* Problem: Find every line in the records below that holds the word "inside", and copy it out.

* Records for processing:
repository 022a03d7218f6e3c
//! Version-control trait consumed by the resource core

use crate::Result;
use infra_fs::NormalizedPath;

/// Version-control operations the resource core depends on.
///
/// Callers are expected to hold the branch lock while invoking
/// `checkout`; implementations do not lock.
pub trait VersionControl {
    /// Bring the branch working tree to the latest state and return the
    /// commit reference it now points at.
    fn checkout(&self) -> Result<String>;

    /// Name of the branch this collaborator manages.
    fn current_branch(&self) -> Result<String>;

    /// Directory holding one working tree per branch.
    fn local_repository_root(&self) -> &NormalizedPath;

    /// `<local_repository_root>/<current_branch>`
    fn branch_root(&self) -> Result<NormalizedPath> {
        Ok(self.local_repository_root().join(&self.current_branch()?))
    }
}
use std::sync::Arc;

use crate::compiler::DocumentCompiler;
use crate::latex::TemplateSource;
use crate::preview::PreviewRegistry;

/// Shared application state injected into all route handlers via Axum extractors.
#[derive(Clone)]
pub struct AppState {
    /// Pluggable compiler backend. Default: `CompilationClient` against `COMPILER_URL`.
    pub compiler: Arc<dyn DocumentCompiler>,
    /// Read fresh on every generation request.
    pub template: TemplateSource,
    pub previews: PreviewRegistry,
}
// Preview orchestration: per-consumer request sequencing and ownership of the
// compiled artifacts' display handles.

pub mod handlers;
pub mod registry;

pub use registry::{PreviewError, PreviewHandle, PreviewRegistry};
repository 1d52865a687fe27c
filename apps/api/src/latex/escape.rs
//! Minimal LaTeX escaping for resume text.
//!
//! Only the fixed reserved set is handled: `% $ & # _ { } ~ ^ \`. Each reserved
//! character gets a single `\` prefix and line breaks become `\\`. Brackets and
//! anything that only misbehaves inside specific macros pass through untouched.

/// Characters with special meaning in LaTeX body text.
pub const RESERVED: [char; 10] = ['\\', '%', '$', '&', '#', '_', '{', '}', '~', '^'];

/// Explicit LaTeX line break emitted for every source line break.
pub const LINE_BREAK: &str = "\\\\";

/// Escapes `text` for insertion into a LaTeX document body.
///
/// Runs as one pass over the input, so markers produced for earlier characters
/// are never escaped again. `\r\n` counts as a single line break.
pub fn escape_latex(text: &str) -> String {
    if text.is_empty() {
        return String::new();
    }

    let mut out = String::with_capacity(text.len() + text.len() / 8);
    let mut chars = text.chars().peekable();

    while let Some(c) = chars.next() {
        match c {
            '\r' => {
                if chars.peek() == Some(&'\n') {
                    chars.next();
                }
                out.push_str(LINE_BREAK);
            }
            '\n' => out.push_str(LINE_BREAK),
            c if RESERVED.contains(&c) => {
                out.push('\\');
                out.push(c);
            }
            c => out.push(c),
        }
    }

    out
}
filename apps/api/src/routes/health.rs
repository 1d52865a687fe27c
use axum::Json;
use serde_json::{json, Value};

/// GET /health
/// Returns a simple status object with service version.
pub async fn health_handler() -> Json<Value> {
    Json(json!({
        "status": "ok",
        "version": env!("CARGO_PKG_VERSION"),
        "service": "cvtex-api"
    }))
}
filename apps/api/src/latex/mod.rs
// Document filling: escaping, placeholder substitution, template loading.
// Everything here is synchronous and pure apart from `template::TemplateSource::load`.

pub mod escape;
pub mod filler;
pub mod sections;
pub mod template;

pub use filler::fill;
pub use template::{TemplateError, TemplateSource};
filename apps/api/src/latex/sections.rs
//! Per-section LaTeX layout for the repeatable resume blocks.
//!
//! Each section renders one entry per list element, joined by `\n` in input
//! order, inside an `itemize` wrapper. An empty list renders to `""` with no
//! wrapper, since LaTeX rejects an `itemize` without items.

use crate::latex::escape::escape_latex;
use crate::models::resume::{
    AdditionalInfoEntry, CertificationEntry, EducationEntry, ExperienceEntry, ProjectEntry,
    SkillEntry,
};

pub const LIST_START: &str = "\\begin{itemize}";
pub const LIST_END: &str = "\\end{itemize}";

/// Wraps pre-rendered entries in the list environment, or returns `""` when there are none.
fn wrap_list<T>(entries: &[T], render: impl Fn(&T) -> String) -> String {
    if entries.is_empty() {
        return String::new();
    }

    let body = entries.iter().map(render).collect::<Vec<_>>().join("\n");
    format!("{LIST_START}\n{body}\n{LIST_END}")
}

pub fn experience_block(entries: &[ExperienceEntry]) -> String {
    wrap_list(entries, |e| {
        format!(
            "\\item \\textbf{{{}}} \\hfill {} \\\\\n\\textit{{{}}} \\hfill {} \\\\\n{}",
            escape_latex(&e.position),
            escape_latex(&e.period),
            escape_latex(&e.company),
            escape_latex(&e.location),
            escape_latex(&e.description),
        )
    })
}

pub fn education_block(entries: &[EducationEntry]) -> String {
    wrap_list(entries, |e| {
        format!(
            "\\item \\textbf{{{}}} \\hfill {} \\\\\n\\textit{{{}}} \\hfill {} \\\\\n{}",
            escape_latex(&e.degree),
            escape_latex(&e.period),
            escape_latex(&e.institution),
            escape_latex(&e.location),
            escape_latex(&e.details),
        )
    })
}

pub fn skills_block(entries: &[SkillEntry]) -> String {
    wrap_list(entries, |s| format!("\\item {}", escape_latex(&s.name)))
}

pub fn projects_block(entries: &[ProjectEntry]) -> String {
    wrap_list(entries, |p| {
        format!(
            "\\item \\textbf{{{}}}: {}",
            escape_latex(&p.name),
            escape_latex(&p.description)
        )
    })
}

pub fn certifications_block(entries: &[CertificationEntry]) -> String {
    wrap_list(entries, |c| {
        format!(
            "\\item {} -- {}",
            escape_latex(&c.name),
            escape_latex(&c.issuer)
        )
    })
}

pub fn additional_info_block(entries: &[AdditionalInfoEntry]) -> String {
    wrap_list(entries, |a| {
        format!(
            "\\item \\textbf{{{}}}: {}",
            escape_latex(&a.category),
            escape_latex(&a.description)
        )
    })
}
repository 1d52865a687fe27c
//! Axum route handlers for the Documents API.

use axum::{extract::State, Json};
use serde::Serialize;

use crate::errors::AppError;
use crate::latex::fill;
use crate::models::resume::ResumeRecord;
use crate::state::AppState;

#[derive(Debug, Serialize)]
pub struct FillResponse {
    pub document: String,
}

/// POST /api/v1/documents/fill
///
/// Returns the filled LaTeX source without compiling it.
pub async fn handle_fill(
    State(state): State<AppState>,
    Json(record): Json<ResumeRecord>,
) -> Result<Json<FillResponse>, AppError> {
    let template = state.template.load().await?;
    let document = fill(&template, &record);

    Ok(Json(FillResponse { document }))
}
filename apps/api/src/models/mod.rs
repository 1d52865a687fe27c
pub mod resume;
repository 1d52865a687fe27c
use std::path::PathBuf;
use std::time::Duration;

use anyhow::{Context, Result};

/// Application configuration loaded from environment variables.
/// Fails at startup if required variables are missing.
#[derive(Debug, Clone)]
pub struct Config {
    /// Remote LaTeX compilation endpoint (POST target).
    pub compiler_url: String,
    /// Template file read on every generation request. `None` uses the built-in template.
    pub template_path: Option<PathBuf>,
    pub compile_timeout: Duration,
    pub port: u16,
    pub rust_log: String,
}

impl Config {
    pub fn from_env() -> Result<Self> {
        dotenvy::dotenv().ok(); // load .env if present; ignore if missing

        Ok(Config {
            compiler_url: require_env("COMPILER_URL")?,
            template_path: std::env::var("TEMPLATE_PATH")
                .ok()
                .filter(|p| !p.trim().is_empty())
                .map(PathBuf::from),
            compile_timeout: Duration::from_secs(
                std::env::var("COMPILE_TIMEOUT_SECS")
                    .unwrap_or_else(|_| "120".to_string())
                    .parse::<u64>()
                    .context("COMPILE_TIMEOUT_SECS must be a whole number of seconds")?,
            ),
            port: std::env::var("PORT")
                .unwrap_or_else(|_| "8080".to_string())
                .parse::<u16>()
                .context("PORT must be a valid port number")?,
            rust_log: std::env::var("RUST_LOG").unwrap_or_else(|_| "info".to_string()),
        })
    }
}

fn require_env(key: &str) -> Result<String> {
    std::env::var(key).with_context(|| format!("Required environment variable '{key}' is not set"))
}
//! Compilation Client — sends a filled LaTeX document to the remote compiler.
//!
//! One POST per call: no retry, no cancellation. The service answers with a
//! JSON envelope carrying either a base64 artifact or an error message.
//!
//! `AppState` holds an `Arc<dyn DocumentCompiler>`, so tests and alternative
//! backends can stand in for the HTTP client.

use std::time::Duration;

use async_trait::async_trait;
use base64::{engine::general_purpose::STANDARD, Engine as _};
use bytes::Bytes;
use reqwest::Client;
use serde::{Deserialize, Serialize};
use thiserror::Error;
use tracing::{debug, warn};

/// Compiler selector sent with every request.
pub const COMPILER: &str = "pdflatex";
/// Output-format selector sent with every request.
pub const OUTPUT_FORMAT: &str = "pdf";
/// Media type implied by `OUTPUT_FORMAT`.
pub const MEDIA_TYPE: &str = "application/pdf";

const GENERIC_REMOTE_ERROR: &str = "compiler reported failure without details";

#[derive(Debug, Error)]
pub enum CompileError {
    /// The request never produced a usable HTTP response.
    #[error("failed to generate document")]
    Transport(#[from] reqwest::Error),

    /// The compiler answered with a non-2xx status. The body is ignored.
    #[error("failed to generate document")]
    Status { status: u16 },

    #[error("remote compilation failed: {0}")]
    Remote(String),

    #[error("remote compilation failed: invalid document payload: {0}")]
    Decode(#[from] base64::DecodeError),
}

impl CompileError {
    /// True for failures to reach the compiler, as opposed to failures it reported.
    pub fn is_transport(&self) -> bool {
        matches!(self, CompileError::Transport(_) | CompileError::Status { .. })
    }
}

/// A compiled binary document.
#[derive(Debug, Clone, PartialEq)]
pub struct CompiledArtifact {
    pub bytes: Bytes,
    pub media_type: &'static str,
}

impl CompiledArtifact {
    pub fn pdf(bytes: impl Into<Bytes>) -> Self {
        Self {
            bytes: bytes.into(),
            media_type: MEDIA_TYPE,
        }
    }
}

/// Anything that turns filled LaTeX text into a binary artifact.
#[async_trait]
pub trait DocumentCompiler: Send + Sync {
    async fn compile(&self, filled: &str) -> Result<CompiledArtifact, CompileError>;
}

#[derive(Debug, Serialize)]
struct CompileRequest<'a> {
    compiler: &'a str,
    code: &'a str,
    output: &'a str,
}

#[derive(Debug, Deserialize)]
struct CompileResponse {
    #[serde(default)]
    success: bool,
    output: Option<String>,
    error: Option<String>,
}

/// HTTP client for the remote compile-as-a-service endpoint.
#[derive(Clone)]
pub struct CompilationClient {
    client: Client,
    endpoint: String,
}

impl CompilationClient {
    pub fn new(endpoint: String, timeout: Duration) -> Result<Self, CompileError> {
        Ok(Self {
            client: Client::builder().timeout(timeout).build()?,
            endpoint,
        })
    }

    pub fn endpoint(&self) -> &str {
        &self.endpoint
    }
}

#[async_trait]
impl DocumentCompiler for CompilationClient {
    async fn compile(&self, filled: &str) -> Result<CompiledArtifact, CompileError> {
        let request_body = CompileRequest {
            compiler: COMPILER,
            code: filled,
            output: OUTPUT_FORMAT,
        };

        let response = self
            .client
            .post(&self.endpoint)
            .json(&request_body)
            .send()
            .await?;

        let status = response.status();
        if !status.is_success() {
            warn!("Compiler returned HTTP {}", status);
            return Err(CompileError::Status {
                status: status.as_u16(),
            });
        }

        let body = response.bytes().await?;
        let parsed: CompileResponse = serde_json::from_slice(&body)
            .map_err(|e| CompileError::Remote(format!("malformed response from compiler: {e}")))?;

        let artifact = decode_response(parsed)?;
        debug!(
            "Compilation succeeded: {} source bytes -> {} artifact bytes",
            filled.len(),
            artifact.bytes.len()
        );
        Ok(artifact)
    }
}

/// Turns a parsed compiler envelope into an artifact or a remote error.
fn decode_response(response: CompileResponse) -> Result<CompiledArtifact, CompileError> {
    let payload = match (response.success, response.output) {
        (true, Some(payload)) if !payload.trim().is_empty() => payload,
        _ => {
            let message = response
                .error
                .filter(|e| !e.trim().is_empty())
                .unwrap_or_else(|| GENERIC_REMOTE_ERROR.to_string());
            return Err(CompileError::Remote(message));
        }
    };

    let bytes = STANDARD.decode(payload.trim())?;
    Ok(CompiledArtifact::pdf(bytes))
}

#[cfg(test)]
pub(crate) mod tests {
    use super::*;
    use std::sync::{Arc, Mutex};

    use axum::{http::StatusCode, routing::post, Json, Router};
    use serde_json::{json, Value};

    /// Serves a fixed response on `/compile` and records every request body.
    pub(crate) async fn stub_compiler(
        status: StatusCode,
        body: Value,
    ) -> (String, Arc<Mutex<Vec<Value>>>) {
        let seen = Arc::new(Mutex::new(Vec::new()));
        let recorder = seen.clone();
        let app = Router::new().route(
            "/compile",
            post(move |Json(request): Json<Value>| {
                let recorder = recorder.clone();
                let body = body.clone();
                async move {
                    recorder.lock().unwrap().push(request);
                    (status, Json(body))
                }
            }),
        );

        let listener = tokio::net::TcpListener::bind("127.0.0.1:0").await.unwrap();
        let addr = listener.local_addr().unwrap();
        tokio::spawn(async move {
            axum::serve(listener, app).await.unwrap();
        });

        (format!("http://{addr}/compile"), seen)
    }

    fn client(endpoint: String) -> CompilationClient {
        CompilationClient::new(endpoint, Duration::from_secs(5)).unwrap()
    }

    #[tokio::test]
    async fn test_success_decodes_payload_bytes() {
        let pdf = b"%PDF-1.5 fake".to_vec();
        let (url, seen) = stub_compiler(
            StatusCode::OK,
            json!({"success": true, "output": STANDARD.encode(&pdf)}),
        )
        .await;

        let artifact = client(url).compile("\\documentclass{article}").await.unwrap();
        assert_eq!(artifact.bytes.as_ref(), pdf.as_slice());
        assert_eq!(artifact.media_type, "application/pdf");

        let requests = seen.lock().unwrap();
        assert_eq!(requests.len(), 1);
        assert_eq!(
            requests[0],
            json!({"compiler": "pdflatex", "code": "\\documentclass{article}", "output": "pdf"})
        );
    }

    #[tokio::test]
    async fn test_remote_failure_carries_remote_message() {
        let (url, _) = stub_compiler(
            StatusCode::OK,
            json!({"success": false, "error": "syntax error"}),
        )
        .await;

        let err = client(url).compile("broken").await.unwrap_err();
        assert!(matches!(err, CompileError::Remote(_)));
        assert!(err.to_string().contains("syntax error"));
        assert!(!err.is_transport());
    }

    #[tokio::test]
    async fn test_non_success_status_is_transport_error_regardless_of_body() {
        let (url, _) = stub_compiler(
            StatusCode::INTERNAL_SERVER_ERROR,
            json!({"success": true, "output": STANDARD.encode(b"pdf")}),
        )
        .await;

        let err = client(url).compile("x").await.unwrap_err();
        assert!(matches!(err, CompileError::Status { status: 500 }));
        assert_eq!(err.to_string(), "failed to generate document");
        assert!(err.is_transport());
    }

    #[tokio::test]
    async fn test_unreachable_endpoint_is_transport_error() {
        let listener = std::net::TcpListener::bind("127.0.0.1:0").unwrap();
        let addr = listener.local_addr().unwrap();
        drop(listener);

        let err = client(format!("http://{addr}/compile"))
            .compile("x")
            .await
            .unwrap_err();
        assert!(err.is_transport());
        assert_eq!(err.to_string(), "failed to generate document");
    }

    #[tokio::test]
    async fn test_malformed_body_is_remote_error() {
        let (url, _) = stub_compiler(StatusCode::OK, json!("compiler exploded")).await;

        let err = client(url).compile("x").await.unwrap_err();
        assert!(matches!(err, CompileError::Remote(_)));
    }

    #[test]
    fn test_missing_payload_uses_generic_message() {
        let err = decode_response(CompileResponse {
            success: true,
            output: None,
            error: None,
        })
        .unwrap_err();
        assert_eq!(
            err.to_string(),
            format!("remote compilation failed: {GENERIC_REMOTE_ERROR}")
        );
    }

    #[test]
    fn test_empty_payload_is_remote_failure() {
        for payload in ["", "   "] {
            let err = decode_response(CompileResponse {
                success: true,
                output: Some(payload.to_string()),
                error: None,
            })
            .unwrap_err();
            assert!(matches!(err, CompileError::Remote(_)));
            assert_eq!(
                err.to_string(),
                format!("remote compilation failed: {GENERIC_REMOTE_ERROR}")
            );
        }
    }

    #[tokio::test]
    async fn test_empty_payload_over_http_is_remote_failure() {
        let (url, _) =
            stub_compiler(StatusCode::OK, json!({"success": true, "output": ""})).await;

        let err = client(url).compile("x").await.unwrap_err();
        assert!(matches!(err, CompileError::Remote(_)));
        assert!(!err.is_transport());
    }

    #[test]
    fn test_invalid_base64_is_reported_as_remote_failure() {
        let err = decode_response(CompileResponse {
            success: true,
            output: Some("***not base64***".to_string()),
            error: None,
        })
        .unwrap_err();
        assert!(matches!(err, CompileError::Decode(_)));
        assert!(err.to_string().starts_with("remote compilation failed"));
        assert!(!err.is_transport());
    }
}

* Task answer:
//! anything that only misbehaves inside specific macros pass through untouched.
//! order, inside an `itemize` wrapper. An empty list renders to `""` with no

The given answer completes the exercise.